::: THE INPUT :::

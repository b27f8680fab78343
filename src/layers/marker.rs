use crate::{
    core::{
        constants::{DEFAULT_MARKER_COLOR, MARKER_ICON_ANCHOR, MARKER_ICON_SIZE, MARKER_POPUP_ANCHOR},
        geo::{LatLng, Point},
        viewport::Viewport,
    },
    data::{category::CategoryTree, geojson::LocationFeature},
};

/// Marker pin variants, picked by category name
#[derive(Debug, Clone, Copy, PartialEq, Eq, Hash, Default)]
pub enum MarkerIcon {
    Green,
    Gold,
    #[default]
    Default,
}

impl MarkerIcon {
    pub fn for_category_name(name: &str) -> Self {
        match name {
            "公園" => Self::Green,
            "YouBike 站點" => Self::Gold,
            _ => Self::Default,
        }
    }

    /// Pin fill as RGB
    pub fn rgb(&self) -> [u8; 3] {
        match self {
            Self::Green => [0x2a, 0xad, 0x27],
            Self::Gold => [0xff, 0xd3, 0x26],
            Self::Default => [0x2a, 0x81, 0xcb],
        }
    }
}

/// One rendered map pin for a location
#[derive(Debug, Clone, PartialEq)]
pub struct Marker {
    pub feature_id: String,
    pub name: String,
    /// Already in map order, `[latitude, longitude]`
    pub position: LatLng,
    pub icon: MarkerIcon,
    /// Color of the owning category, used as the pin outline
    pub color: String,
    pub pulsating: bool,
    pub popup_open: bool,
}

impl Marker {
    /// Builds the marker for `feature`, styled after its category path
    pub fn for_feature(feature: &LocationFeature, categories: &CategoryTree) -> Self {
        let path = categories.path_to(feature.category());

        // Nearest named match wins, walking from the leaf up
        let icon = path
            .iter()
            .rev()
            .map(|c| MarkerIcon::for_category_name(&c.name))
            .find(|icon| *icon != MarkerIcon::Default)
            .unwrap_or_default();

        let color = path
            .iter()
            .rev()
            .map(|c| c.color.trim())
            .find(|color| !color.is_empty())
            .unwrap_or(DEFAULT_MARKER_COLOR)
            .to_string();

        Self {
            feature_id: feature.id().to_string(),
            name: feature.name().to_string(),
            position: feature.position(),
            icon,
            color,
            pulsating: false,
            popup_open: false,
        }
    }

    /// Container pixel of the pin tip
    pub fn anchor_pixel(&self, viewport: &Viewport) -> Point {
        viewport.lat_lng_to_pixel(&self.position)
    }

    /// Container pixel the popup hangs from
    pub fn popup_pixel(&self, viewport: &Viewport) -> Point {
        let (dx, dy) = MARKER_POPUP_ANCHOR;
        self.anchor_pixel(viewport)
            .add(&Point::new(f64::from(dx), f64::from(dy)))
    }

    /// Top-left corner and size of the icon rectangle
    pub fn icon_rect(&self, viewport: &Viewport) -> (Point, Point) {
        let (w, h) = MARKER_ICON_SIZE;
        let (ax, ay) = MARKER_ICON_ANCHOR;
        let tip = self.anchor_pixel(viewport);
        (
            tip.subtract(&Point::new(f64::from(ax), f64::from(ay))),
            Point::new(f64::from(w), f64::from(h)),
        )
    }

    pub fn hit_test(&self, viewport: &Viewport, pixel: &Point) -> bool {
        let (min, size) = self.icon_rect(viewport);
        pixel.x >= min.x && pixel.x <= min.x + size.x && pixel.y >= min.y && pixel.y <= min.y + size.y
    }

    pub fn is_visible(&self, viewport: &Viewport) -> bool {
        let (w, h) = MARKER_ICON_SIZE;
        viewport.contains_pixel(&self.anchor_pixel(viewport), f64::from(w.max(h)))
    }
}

:::

For each line of the data that includes the word "find", return a copy of it.

            .find(|icon| *icon != MarkerIcon::Default)
            .find(|color| !color.is_empty())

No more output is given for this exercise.